Those lines of the data that hold the word "MappingTables" are to be copied out.

--- DATA Enclosed Below ---

//! Static unit-key to binary-name tables for Windows and Unix packaging.
//!
//! Keys are unit keys as produced by the resolver: an automation subfolder
//! name, the root-level automation file name, or the SDK root name.

use crate::config::RootConfig;
use crate::error::{BinmapError, Result};

/// Unit key -> Windows binary name.
pub const WIN_BINARIES: &[(&str, &str)] = &[
    ("CVAutomation.py", "CVAutomation.py"),
    ("cvpysdk", "cvpysdk-master"),
    ("Application", "Application"),
    ("Autocenter", "Autocenter"),
    ("AutomationUtils", "AutomationUtils"),
    ("BigDataApps", "BigDataApps"),
    ("CVTrials", "CVTrials"),
    ("Database", "Database"),
    ("dynamicindex", "dynamicindex"),
    ("FileSystem", "FileSystem"),
    ("HyperScale", "HyperScale"),
    ("Indexing", "Indexing"),
    ("Install", "Install"),
    ("Kubernetes", "Kubernetes"),
    ("Laptop", "Laptop"),
    ("MediaAgents", "MediaAgents"),
    ("Metallic", "Metallic"),
    ("MetallicHub", "MetallicHub"),
    ("MetallicRing", "MetallicRing"),
    ("Mobile", "Mobile"),
    ("NAS", "NAS"),
    ("Server", "Server"),
    ("Testcases", "Testcases"),
    ("VirtualServer", "VirtualServer"),
    ("Web", "Web"),
];

/// Unit key -> Unix binary name. Windows-only units are absent.
pub const UNIX_BINARIES: &[(&str, &str)] = &[
    ("CVAutomation.py", "CVAutomation.py"),
    ("cvpysdk", "cvpysdk"),
    ("Application", "Application"),
    ("AutomationUtils", "AutomationUtils"),
    ("BigDataApps", "BigDataApps"),
    ("Database", "Database"),
    ("dynamicindex", "dynamicindex"),
    ("FileSystem", "FileSystem"),
    ("HyperScale", "HyperScale"),
    ("Indexing", "Indexing"),
    ("Install", "Install"),
    ("Kubernetes", "Kubernetes"),
    ("MediaAgents", "MediaAgents"),
    ("NAS", "NAS"),
    ("Server", "Server"),
    ("Testcases", "Testcases"),
    ("VirtualServer", "VirtualServer"),
];

/// Lookup view over a pair of key -> binary tables.
#[derive(Debug, Clone, Copy)]
pub struct MappingTables {
    pub win: &'static [(&'static str, &'static str)],
    pub unix: &'static [(&'static str, &'static str)],
}

impl Default for MappingTables {
    fn default() -> Self {
        Self { win: WIN_BINARIES, unix: UNIX_BINARIES }
    }
}

impl MappingTables {
    pub fn win_binary(&self, key: &str) -> Option<&'static str> {
        lookup(self.win, key)
    }

    pub fn unix_binary(&self, key: &str) -> Option<&'static str> {
        lookup(self.unix, key)
    }

    /// Recover the unit key that a Windows binary token came from.
    pub fn key_for_win_binary(&self, token: &str) -> Result<&'static str> {
        self.win
            .iter()
            .find(|(_, bin)| *bin == token)
            .map(|(key, _)| *key)
            .ok_or_else(|| BinmapError::ResolutionGap(token.to_string()))
    }

    /// Recover the source-relative path a Windows binary token came from.
    ///
    /// The SDK root key maps to the root itself; every other key lives
    /// directly under the automation root.
    pub fn reverse_lookup(&self, token: &str, roots: &RootConfig) -> Result<String> {
        let key = self.key_for_win_binary(token)?;
        if key == roots.sdk_root {
            Ok(key.to_string())
        } else {
            Ok(format!("{}/{}", roots.automation_root, key))
        }
    }
}

fn lookup(table: &'static [(&'static str, &'static str)], key: &str) -> Option<&'static str> {
    table.iter().find(|(k, _)| *k == key).map(|(_, bin)| *bin)
}
//! Core data model: change entries, resolved units, and the unit-key set.

use std::collections::HashSet;
use std::path::PathBuf;

use serde::{Deserialize, Serialize};

/// How a change entry was supplied.
#[derive(Debug, Clone, Copy, PartialEq, Eq, Serialize, Deserialize)]
#[serde(rename_all = "snake_case")]
pub enum EntryKind {
    /// A changed source path from a path-list manifest.
    File,
    /// A path recovered from a binary token in a binary-list manifest.
    BinaryToken,
}

/// One line of a change manifest.
#[derive(Debug, Clone, PartialEq, Eq, Serialize, Deserialize)]
pub struct ChangeEntry {
    pub raw_path: String,
    pub kind: EntryKind,
}

impl ChangeEntry {
    pub fn file(raw_path: impl Into<String>) -> Self {
        Self { raw_path: raw_path.into(), kind: EntryKind::File }
    }

    pub fn binary_token(raw_path: impl Into<String>) -> Self {
        Self { raw_path: raw_path.into(), kind: EntryKind::BinaryToken }
    }
}

/// A change entry classified into root / subfolder / unit.
///
/// `source_path` is `None` when there is nothing on disk to materialize; such
/// units are skipped downstream but still logged.
#[derive(Debug, Clone, PartialEq, Eq, Serialize, Deserialize)]
pub struct ResolvedUnit {
    pub raw_path: String,
    pub root: String,
    pub subfolder: String,
    pub unit_name: String,
    /// Key used for deduplication and mapping-table lookups.
    pub key: String,
    pub source_path: Option<PathBuf>,
    pub dest_path: Option<PathBuf>,
    pub is_file: bool,
}

/// A deduplicated unit key plus the first raw path that produced it.
#[derive(Debug, Clone, PartialEq, Eq, Serialize, Deserialize)]
pub struct UnitKey {
    pub key: String,
    pub origin: String,
}

/// Insertion-ordered set of unit keys; the first occurrence of a key wins.
#[derive(Debug, Clone, Default)]
pub struct UnitKeySet {
    keys: Vec<UnitKey>,
    seen: HashSet<String>,
}

impl UnitKeySet {
    pub fn new() -> Self {
        Self::default()
    }

    /// Insert `key`; returns false when it was already present.
    pub fn insert(&mut self, key: impl Into<String>, origin: impl Into<String>) -> bool {
        let key = key.into();
        if self.seen.contains(&key) {
            return false;
        }
        self.seen.insert(key.clone());
        self.keys.push(UnitKey { key, origin: origin.into() });
        true
    }

    pub fn contains(&self, key: &str) -> bool {
        self.seen.contains(key)
    }

    pub fn iter(&self) -> impl Iterator<Item = &UnitKey> {
        self.keys.iter()
    }

    pub fn keys(&self) -> Vec<&str> {
        self.keys.iter().map(|k| k.key.as_str()).collect()
    }

    pub fn len(&self) -> usize {
        self.keys.len()
    }

    pub fn is_empty(&self) -> bool {
        self.keys.is_empty()
    }
}

impl<'a> FromIterator<&'a ResolvedUnit> for UnitKeySet {
    fn from_iter<I: IntoIterator<Item = &'a ResolvedUnit>>(iter: I) -> Self {
        let mut set = UnitKeySet::new();
        for unit in iter {
            if !unit.key.is_empty() {
                set.insert(unit.key.clone(), unit.raw_path.clone());
            }
        }
        set
    }
}
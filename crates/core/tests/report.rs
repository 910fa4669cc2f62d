use std::path::PathBuf;
use std::time::Duration;

use binmap_core::analysis::{AnalysisOutput, AnalysisTask, PoolRun, TaskState};
use binmap_core::report::{escape, ReportRenderer};
use binmap_core::BinmapError;
use tempfile::tempdir;

fn task(path: &str, state: TaskState, output: Option<AnalysisOutput>, error: Option<&str>) -> AnalysisTask {
    AnalysisTask {
        file_path: PathBuf::from(path),
        state,
        output,
        error: error.map(str::to_string),
        started_at: Some("2026-01-01T00:00:00+00:00".into()),
        elapsed: Duration::from_millis(42),
        digest: None,
    }
}

fn sample_run() -> PoolRun {
    PoolRun {
        tasks: vec![
            task(
                "/src/Automation/Server/b.py",
                TaskState::Completed,
                Some(AnalysisOutput {
                    tool: "pylint".into(),
                    findings: serde_json::json!([{ "message": "Unused import <os>", "line": 3 }]),
                    exit_code: Some(4),
                }),
                None,
            ),
            task("/src/Automation/Server/a.py", TaskState::Completed, None, Some("syntax error")),
            task("/src/Automation/Server/c.py", TaskState::Cancelled, None, None),
        ],
        skipped: vec![PathBuf::from("/src/Automation/Server/z.py")],
        dispatched: 3,
        peak_running: 2,
    }
}

#[test]
fn report_lists_tasks_in_completion_order_with_escaped_findings() {
    let html = ReportRenderer::default().with_display_root("/src").render(&sample_run());

    let b = html.find("Automation/Server/b.py").unwrap();
    let a = html.find("Automation/Server/a.py").unwrap();
    let c = html.find("Automation/Server/c.py").unwrap();
    assert!(b < a && a < c);

    assert!(html.contains("Unused import &lt;os&gt;"));
    assert!(!html.contains("<os>"));
    assert!(html.contains("syntax error"));
    assert!(html.contains("cancelled"));
    assert!(html.contains("Not analyzed"));
    assert!(html.contains("Automation/Server/z.py"));
    assert!(!html.contains("/src/Automation"));
}

#[test]
fn report_is_written_to_requested_path() {
    let dir = tempdir().unwrap();
    let path = dir.path().join("out/cvlintoutput.html");
    ReportRenderer::default().write(&sample_run(), &path).unwrap();
    let body = std::fs::read_to_string(&path).unwrap();
    assert!(body.starts_with("<!DOCTYPE html>"));
}

#[test]
fn unwritable_report_is_report_error() {
    let dir = tempdir().unwrap();
    // A directory where the file should be.
    let path = dir.path().join("cvlintoutput.html");
    std::fs::create_dir_all(&path).unwrap();
    let err = ReportRenderer::default().write(&sample_run(), &path).unwrap_err();
    assert!(matches!(err, BinmapError::Report { .. }), "unexpected error: {err}");
}

#[test]
fn escape_handles_markup_characters() {
    assert_eq!(escape(r#"<a href="x">&'</a>"#), "&lt;a href=&quot;x&quot;&gt;&amp;&#39;&lt;/a&gt;");
}
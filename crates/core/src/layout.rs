use std::path::{Component, Path, PathBuf};

/// Logical layout of one run's outputs on disk.
///
/// This is derived from the destination root. It does *not* perform any IO
/// itself; the materializer, writers, and CLI create what they need.
#[derive(Debug, Clone)]
pub struct OutputLayout {
    /// Destination root given on the command line.
    pub root: PathBuf,
    /// Per-run tree that materialized units land in.
    pub run_dir: PathBuf,
    /// Structured text log.
    pub log_path: PathBuf,
    /// Binary manifest (JSON).
    pub manifest_path: PathBuf,
    /// Analysis report (HTML).
    pub report_path: PathBuf,
    /// Scratch space for full VCS checkouts.
    pub staging_dir: PathBuf,
}

/// Fixed file name of the analysis report.
pub const REPORT_FILE_NAME: &str = "cvlintoutput.html";
/// Fixed file name of the binary manifest.
pub const MANIFEST_FILE_NAME: &str = "binaries.json";
/// Fixed file name of the run log.
pub const LOG_FILE_NAME: &str = "binmap.log";

impl OutputLayout {
    pub fn new(root: impl AsRef<Path>, run_name: &str, staging_dir: &str) -> Self {
        let root = root.as_ref().to_path_buf();
        Self {
            run_dir: root.join(run_name),
            log_path: root.join(LOG_FILE_NAME),
            manifest_path: root.join(MANIFEST_FILE_NAME),
            report_path: root.join(REPORT_FILE_NAME),
            staging_dir: root.join(staging_dir),
            root,
        }
    }

    /// Destination of a unit given its path relative to the source root.
    pub fn unit_dest(&self, relative: &Path) -> PathBuf {
        self.run_dir.join(relative)
    }

    /// True when `path` is strictly below the run directory.
    ///
    /// The check is lexical: `..` and root components never count as inside.
    pub fn is_within_run_dir(&self, path: &Path) -> bool {
        match path.strip_prefix(&self.run_dir) {
            Ok(rel) => {
                rel.components().next().is_some()
                    && rel.components().all(|c| matches!(c, Component::Normal(_)))
            }
            Err(_) => false,
        }
    }

    /// Staging directory for a full checkout of `subfolder`.
    pub fn staging_for(&self, subfolder: &str) -> PathBuf {
        self.staging_dir.join(subfolder)
    }
}
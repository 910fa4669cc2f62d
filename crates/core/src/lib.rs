//! binmap-core
//!
//! Core library for change-driven packaging: resolves changed source paths to
//! the deployable units ("binaries") they belong to, materializes those units
//! into an output tree, emits a binary manifest, and runs a bounded pool of
//! static-analysis workers over the changed files.
//!
//! All substantive logic lives here so it is fully testable and reusable from
//! the CLI or any other frontend.

pub mod analysis;
pub mod changeset;
pub mod config;
pub mod error;
pub mod layout;
pub mod manifest;
pub mod mapping;
pub mod materialize;
pub mod model;
pub mod report;
pub mod resolver;
pub mod util;

pub use error::{BinmapError, Result};

/// Returns the library version as encoded at compile time.
pub fn version() -> &'static str {
    env!("CARGO_PKG_VERSION")
}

--- End of Enclosed DATA ---

▶ _ANSWER SPACE_
pub struct MappingTables {
impl Default for MappingTables {
impl MappingTables {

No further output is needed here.